▸ **Problem**
Give again only those lines from the start of the entries through the line holding "fn new_member(email: &str, password: &str)", leaving them as they are.

———

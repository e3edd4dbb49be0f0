//! Member registration, profile updates and login.

mod common;

use common::{TestHarness, MEMBER_PASSWORD};
use fitdesk_core::{MemberUpdate, NewMember, PlanId};
use fitdesk_service::ServiceError;

fn new_member(email: &str, password: &str) -> NewMember {
    NewMember {
        name: "Ada Jones".to_string(),
        email: email.to_string(),
        password: password.to_string(),
        phone: "555-0199".to_string(),
        plan_id: None,
    }
}

#[test]
fn registration_assigns_id_and_hashes_the_password() {
    let harness = TestHarness::new();

    let member = harness
        .app
        .members
        .register(new_member("ada@example.com", "correct horse"))
        .unwrap();

    assert!(member.id.is_some());
    assert_ne!(member.password_hash, "correct horse");
    assert!(member.password_hash.starts_with("$argon2"));
}

#[test]
fn duplicate_email_is_rejected_regardless_of_casing() {
    let harness = TestHarness::new();
    harness.register_member("ada@example.com");

    let err = harness
        .app
        .members
        .register(new_member("ADA@Example.COM", "correct horse"))
        .unwrap_err();
    assert!(matches!(err, ServiceError::EmailTaken { .. }));
}

#[test]
fn blank_email_is_rejected() {
    let harness = TestHarness::new();
    let err = harness
        .app
        .members
        .register(new_member("   ", "correct horse"))
        .unwrap_err();
    assert!(matches!(err, ServiceError::EmptyField { field: "email" }));
}

#[test]
fn short_password_is_rejected() {
    let harness = TestHarness::new();
    let err = harness
        .app
        .members
        .register(new_member("ada@example.com", "abc12"))
        .unwrap_err();
    assert!(matches!(err, ServiceError::PasswordTooShort { min: 6 }));
}

#[test]
fn unknown_plan_is_rejected() {
    let harness = TestHarness::new();
    let mut registration = new_member("ada@example.com", "correct horse");
    registration.plan_id = Some(PlanId::new("P99"));

    let err = harness.app.members.register(registration).unwrap_err();
    assert!(matches!(err, ServiceError::PlanNotFound { .. }));
}

#[test]
fn update_merges_only_nonblank_fields() {
    let harness = TestHarness::new();
    let member = harness.register_member("ada@example.com");
    let actor = TestHarness::member_actor(&member);
    let id = member.id.clone().unwrap();

    let updated = harness
        .app
        .members
        .update(
            &actor,
            &id,
            MemberUpdate {
                name: Some("Ada L. Jones".to_string()),
                phone: Some("   ".to_string()),
                ..MemberUpdate::default()
            },
        )
        .unwrap();

    assert_eq!(updated.name, "Ada L. Jones");
    assert_eq!(updated.phone, member.phone);
    assert_eq!(updated.email, member.email);
    assert_eq!(updated.password_hash, member.password_hash);
}

#[test]
fn update_may_keep_own_email_but_not_take_anothers() {
    let harness = TestHarness::new();
    let ada = harness.register_member("ada@example.com");
    harness.register_member("ben@example.com");
    let actor = TestHarness::member_actor(&ada);
    let id = ada.id.clone().unwrap();

    // Re-submitting your own email is not a conflict.
    harness
        .app
        .members
        .update(
            &actor,
            &id,
            MemberUpdate {
                email: Some("ADA@example.com".to_string()),
                ..MemberUpdate::default()
            },
        )
        .unwrap();

    let err = harness
        .app
        .members
        .update(
            &actor,
            &id,
            MemberUpdate {
                email: Some("ben@example.com".to_string()),
                ..MemberUpdate::default()
            },
        )
        .unwrap_err();
    assert!(matches!(err, ServiceError::EmailTaken { .. }));
}

#[test]
fn members_cannot_touch_other_profiles() {
    let harness = TestHarness::new();
    let ada = harness.register_member("ada@example.com");
    let ben = harness.register_member("ben@example.com");

    let err = harness
        .app
        .members
        .update(
            &TestHarness::member_actor(&ada),
            &ben.id.clone().unwrap(),
            MemberUpdate::default(),
        )
        .unwrap_err();
    assert!(matches!(err, ServiceError::AccessDenied));
}

#[test]
fn password_update_changes_the_accepted_login() {
    let harness = TestHarness::new();
    let member = harness.register_member("ada@example.com");
    let actor = TestHarness::member_actor(&member);
    let id = member.id.clone().unwrap();

    harness
        .app
        .members
        .update(
            &actor,
            &id,
            MemberUpdate {
                password: Some("brand new secret".to_string()),
                ..MemberUpdate::default()
            },
        )
        .unwrap();

    assert!(harness
        .app
        .members
        .login("ada@example.com", MEMBER_PASSWORD)
        .unwrap()
        .is_none());
    assert!(harness
        .app
        .members
        .login("ada@example.com", "brand new secret")
        .unwrap()
        .is_some());
}

#[test]
fn login_trims_and_casefolds_the_email() {
    let harness = TestHarness::new();
    harness.register_member("ada@example.com");

    let found = harness
        .app
        .members
        .login("  ADA@EXAMPLE.COM  ", MEMBER_PASSWORD)
        .unwrap();
    assert!(found.is_some());
}

#[test]
fn login_failures_are_indistinguishable() {
    let harness = TestHarness::new();
    harness.register_member("ada@example.com");

    assert!(harness
        .app
        .members
        .login("ada@example.com", "wrong password")
        .unwrap()
        .is_none());
    assert!(harness
        .app
        .members
        .login("nobody@example.com", MEMBER_PASSWORD)
        .unwrap()
        .is_none());
}

#[test]
fn listing_and_deleting_require_an_admin() {
    let harness = TestHarness::new();
    let member = harness.register_member("ada@example.com");
    let actor = TestHarness::member_actor(&member);
    let id = member.id.clone().unwrap();

    assert!(matches!(
        harness.app.members.list(&actor),
        Err(ServiceError::AdminRequired)
    ));
    assert!(matches!(
        harness.app.members.delete(&actor, &id),
        Err(ServiceError::AdminRequired)
    ));

    assert_eq!(harness.app.members.list(&harness.admin).unwrap().len(), 1);
    assert!(harness.app.members.delete(&harness.admin, &id).unwrap());
    assert!(!harness.app.members.delete(&harness.admin, &id).unwrap());
}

———

▸ **Output of the exercise**
repository e3edd4dbb49be0f0
//! Member registration, profile updates and login.

mod common;

use common::{TestHarness, MEMBER_PASSWORD};
use fitdesk_core::{MemberUpdate, NewMember, PlanId};
use fitdesk_service::ServiceError;

fn new_member(email: &str, password: &str) -> NewMember {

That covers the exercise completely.